Extracted material:
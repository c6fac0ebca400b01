//! Cinder (block storage) client.
//!
//! ## API Endpoints
//!
//! - `GET /limits?project_id={t}` - Absolute limits
//! - `GET /os-quota-sets/{t}` - Tenant quota set
//! - `GET /os-quota-sets/{t}/defaults` - Default quota set

mod api;
pub(crate) mod parser;

pub use api::CinderClient;
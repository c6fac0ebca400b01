//! Errors raised by the service clients.

use stackquota_core::{CoreError, ServiceKind};
use stackquota_fetch::FetchError;
use thiserror::Error;

/// Errors from talking to Nova, Cinder, or Neutron.
#[derive(Debug, Error)]
pub enum ServiceError {
    /// The request itself failed.
    #[error(transparent)]
    Fetch(#[from] FetchError),

    /// The service is not in the catalog.
    #[error("{0} has no endpoint in the service catalog")]
    NoEndpoint(ServiceKind),

    /// The response did not have the expected shape.
    #[error("Unexpected {service} response: {message}")]
    Parse {
        /// Service that answered.
        service: ServiceKind,
        /// What was wrong.
        message: String,
    },
}

impl ServiceError {
    pub(crate) fn parse(service: ServiceKind, message: impl Into<String>) -> Self {
        ServiceError::Parse {
            service,
            message: message.into(),
        }
    }
}

impl From<ServiceError> for CoreError {
    fn from(err: ServiceError) -> Self {
        match err {
            ServiceError::Fetch(e) => e.into(),
            ServiceError::NoEndpoint(_) => CoreError::InvalidConfig(err.to_string()),
            ServiceError::Parse { .. } => CoreError::InvalidData(err.to_string()),
        }
    }
}
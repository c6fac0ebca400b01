//! Text output formatting with usage bars and colors.

use chrono::{DateTime, Duration, Local, Utc};
use stackquota_core::{AbsoluteLimits, Limit, QuotaSet, QuotaUsages, ResourceQuota};
use std::collections::BTreeSet;

use super::ServiceStatus;

// ============================================================================
// ANSI Colors
// ============================================================================

const RESET: &str = "\x1b[0m";
const BOLD: &str = "\x1b[1m";
const DIM: &str = "\x1b[2m";
const GREEN: &str = "\x1b[32m";
const YELLOW: &str = "\x1b[33m";
const RED: &str = "\x1b[31m";
const CYAN: &str = "\x1b[36m";

// Usage bar characters
const BAR_FULL: char = '█';
const BAR_EMPTY: char = '░';

/// Width of the resource name column.
const NAME_WIDTH: usize = 28;

/// Text formatter with optional colors.
pub struct TextFormatter {
    use_colors: bool,
    bar_width: usize,
}

impl TextFormatter {
    /// Creates a new text formatter.
    pub fn new(use_colors: bool) -> Self {
        Self {
            use_colors,
            bar_width: 10,
        }
    }

    /// Set the usage bar width.
    #[allow(dead_code)]
    pub fn with_bar_width(mut self, width: usize) -> Self {
        self.bar_width = width;
        self
    }

    // ========================================================================
    // Usages
    // ========================================================================

    /// Formats a tenant's quota usages, one resource per line.
    pub fn format_usages(&self, tenant_id: &str, usages: &QuotaUsages, exhausted_only: bool) -> String {
        let mut lines = vec![self.bold(&format!("Quota usage for tenant {tenant_id}"))];
        lines.push("─".repeat(64));

        let rows: Vec<String> = usages
            .iter()
            .filter(|(_, usage)| !exhausted_only || usage.is_exhausted())
            .map(|(name, usage)| self.format_resource(name, usage))
            .collect();

        if rows.is_empty() {
            let empty = if exhausted_only {
                "No exhausted resources."
            } else {
                "No quota information available."
            };
            lines.push(self.dim(empty));
        } else {
            lines.extend(rows);
        }

        lines.join("\n")
    }

    /// Formats one resource: name, usage bar, `used / quota`, and what is left.
    pub fn format_resource(&self, name: &str, usage: &ResourceQuota) -> String {
        let Some(used) = usage.used else {
            let blank = " ".repeat(self.bar_width);
            return format!("{name:<width$} {blank} quota {}", usage.quota, width = NAME_WIDTH);
        };

        let bar = match usage.usage_percent() {
            Some(percent) => self.progress_bar(percent),
            None => self.dim(&BAR_EMPTY.to_string().repeat(self.bar_width)),
        };
        let amount = format!("{used} / {}", usage.quota);

        let left = match usage.available {
            Some(Limit::Limited(0)) => self.red("0 left"),
            Some(Limit::Limited(n)) => format!("{n} left"),
            Some(Limit::Unlimited) | None => String::new(),
        };

        format!("{name:<width$} {bar} {amount:<22} {left}", width = NAME_WIDTH)
            .trim_end()
            .to_string()
    }

    /// Renders a bar filled to `percent_used`.
    #[allow(
        clippy::cast_possible_truncation,
        clippy::cast_sign_loss,
        clippy::cast_precision_loss
    )]
    pub fn progress_bar(&self, percent_used: f64) -> String {
        let percent = percent_used.clamp(0.0, 100.0);
        let filled = ((percent / 100.0) * self.bar_width as f64).round() as usize;
        let empty = self.bar_width.saturating_sub(filled);

        let bar = format!(
            "{}{}",
            BAR_FULL.to_string().repeat(filled),
            BAR_EMPTY.to_string().repeat(empty)
        );

        self.color_for_percent(percent, &bar)
    }

    // ========================================================================
    // Other Commands
    // ========================================================================

    /// Formats the set of disabled quota fields.
    pub fn format_disabled(&self, disabled: &BTreeSet<String>) -> String {
        if disabled.is_empty() {
            return "All quota fields are enabled.".to_string();
        }

        let mut lines = vec![self.bold(&format!("Disabled quota fields ({})", disabled.len()))];
        lines.extend(disabled.iter().map(|field| format!("  • {field}")));
        lines.join("\n")
    }

    /// Formats raw absolute limits. Negative ceilings print as unlimited.
    pub fn format_limits(&self, limits: &AbsoluteLimits) -> String {
        if limits.is_empty() {
            return self.dim("No limits reported.");
        }

        let mut lines = vec![self.bold("Absolute limits"), "─".repeat(48)];
        for (key, value) in limits.iter() {
            let shown = if key.starts_with("max") {
                Limit::from_raw(value).to_string()
            } else {
                value.to_string()
            };
            lines.push(format!("{key:<32} {shown}"));
        }
        lines.join("\n")
    }

    /// Formats quota ceilings under `title`.
    pub fn format_quotas(&self, title: &str, quotas: &QuotaSet) -> String {
        let mut lines = vec![self.bold(title), "─".repeat(48)];
        if quotas.is_empty() {
            lines.push(self.dim("No quotas reported."));
        }
        for (name, limit) in quotas.iter() {
            lines.push(format!("{name:<width$} {limit}", width = NAME_WIDTH));
        }
        lines.join("\n")
    }

    /// Formats service availability and the token lifetime.
    pub fn format_services(
        &self,
        project: &str,
        statuses: &[ServiceStatus],
        expires_in: Option<Duration>,
    ) -> String {
        let mut lines = vec![self.bold(&format!("Services for project {project}"))];
        lines.push("─".repeat(48));

        for status in statuses {
            let desc = status.descriptor;
            let label = format!("{} ({})", desc.kind, desc.project_name);
            let state = if status.enabled {
                self.green("✓ enabled")
            } else {
                self.red("✗ not deployed")
            };

            let mut line = format!("{label:<20} {state}");
            if let Some(endpoint) = &status.endpoint {
                line.push_str(&format!("  {}", self.cyan(endpoint)));
            }
            lines.push(line);
        }

        if let Some(remaining) = expires_in {
            lines.push(String::new());
            lines.push(format!("Token {}", self.format_expiry(remaining)));
        }

        lines.join("\n")
    }

    /// Describes time left on a token.
    pub fn format_expiry(&self, remaining: Duration) -> String {
        if remaining <= Duration::zero() {
            return self.red("expired");
        }

        if remaining < Duration::hours(1) {
            let mins = remaining.num_minutes();
            return self.yellow(&format!(
                "expires in {} minute{}",
                mins,
                if mins == 1 { "" } else { "s" }
            ));
        }

        if remaining < Duration::hours(24) {
            let hours = remaining.num_hours();
            let mins = remaining.num_minutes() % 60;
            return if mins > 0 {
                format!("expires in {hours}h {mins}m")
            } else {
                format!("expires in {} hour{}", hours, if hours == 1 { "" } else { "s" })
            };
        }

        let at: DateTime<Local> = (Utc::now() + remaining).with_timezone(&Local);
        format!("expires {}", at.format("%a %b %e at %l:%M %p"))
    }

    // ========================================================================
    // Helpers
    // ========================================================================

    fn color_for_percent(&self, percent_used: f64, text: &str) -> String {
        if !self.use_colors {
            return text.to_string();
        }

        if percent_used >= 90.0 {
            self.red(text)
        } else if percent_used >= 75.0 {
            self.yellow(text)
        } else {
            self.green(text)
        }
    }

    fn paint(&self, color: &str, text: &str) -> String {
        if self.use_colors {
            format!("{color}{text}{RESET}")
        } else {
            text.to_string()
        }
    }

    fn bold(&self, text: &str) -> String {
        self.paint(BOLD, text)
    }

    fn dim(&self, text: &str) -> String {
        self.paint(DIM, text)
    }

    fn green(&self, text: &str) -> String {
        self.paint(GREEN, text)
    }

    fn yellow(&self, text: &str) -> String {
        self.paint(YELLOW, text)
    }

    fn red(&self, text: &str) -> String {
        self.paint(RED, text)
    }

    fn cyan(&self, text: &str) -> String {
        self.paint(CYAN, text)
    }
}

// ============================================================================
// Tests
// ============================================================================

#[cfg(test)]
mod tests {
    use super::*;

    #[test]
    fn test_progress_bar_full() {
        let formatter = TextFormatter::new(false);
        assert_eq!(formatter.progress_bar(100.0), "██████████");
    }

    #[test]
    fn test_progress_bar_empty() {
        let formatter = TextFormatter::new(false);
        assert_eq!(formatter.progress_bar(0.0), "░░░░░░░░░░");
    }

    #[test]
    fn test_progress_bar_clamps_overuse() {
        let formatter = TextFormatter::new(false);
        assert_eq!(formatter.progress_bar(140.0), "██████████");
    }

    #[test]
    fn test_color_for_percent() {
        let formatter = TextFormatter::new(true);
        assert!(formatter.color_for_percent(95.0, "x").contains(RED));
        assert!(formatter.color_for_percent(80.0, "x").contains(YELLOW));
        assert!(formatter.color_for_percent(10.0, "x").contains(GREEN));
    }

    #[test]
    fn test_format_expiry() {
        let formatter = TextFormatter::new(false);
        assert_eq!(formatter.format_expiry(Duration::minutes(-5)), "expired");
        assert_eq!(formatter.format_expiry(Duration::minutes(1)), "expires in 1 minute");
        assert_eq!(formatter.format_expiry(Duration::minutes(125)), "expires in 2h 5m");
        assert_eq!(formatter.format_expiry(Duration::hours(3)), "expires in 3 hours");
    }
}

Required action: Each line of the records above, from the first through the one containing "the expected shape.", is to be retyped exactly; no other line belongs.

Written solution:
repository c6fac0ebca400b01
//! Cinder (block storage) client.
//!
//! ## API Endpoints
//!
//! - `GET /limits?project_id={t}` - Absolute limits
//! - `GET /os-quota-sets/{t}` - Tenant quota set
//! - `GET /os-quota-sets/{t}/defaults` - Default quota set

mod api;
pub(crate) mod parser;

pub use api::CinderClient;
repository c6fac0ebca400b01
//! Errors raised by the service clients.

use stackquota_core::{CoreError, ServiceKind};
use stackquota_fetch::FetchError;
use thiserror::Error;

/// Errors from talking to Nova, Cinder, or Neutron.
#[derive(Debug, Error)]
pub enum ServiceError {
    /// The request itself failed.
    #[error(transparent)]
    Fetch(#[from] FetchError),

    /// The service is not in the catalog.
    #[error("{0} has no endpoint in the service catalog")]
    NoEndpoint(ServiceKind),

    /// The response did not have the expected shape.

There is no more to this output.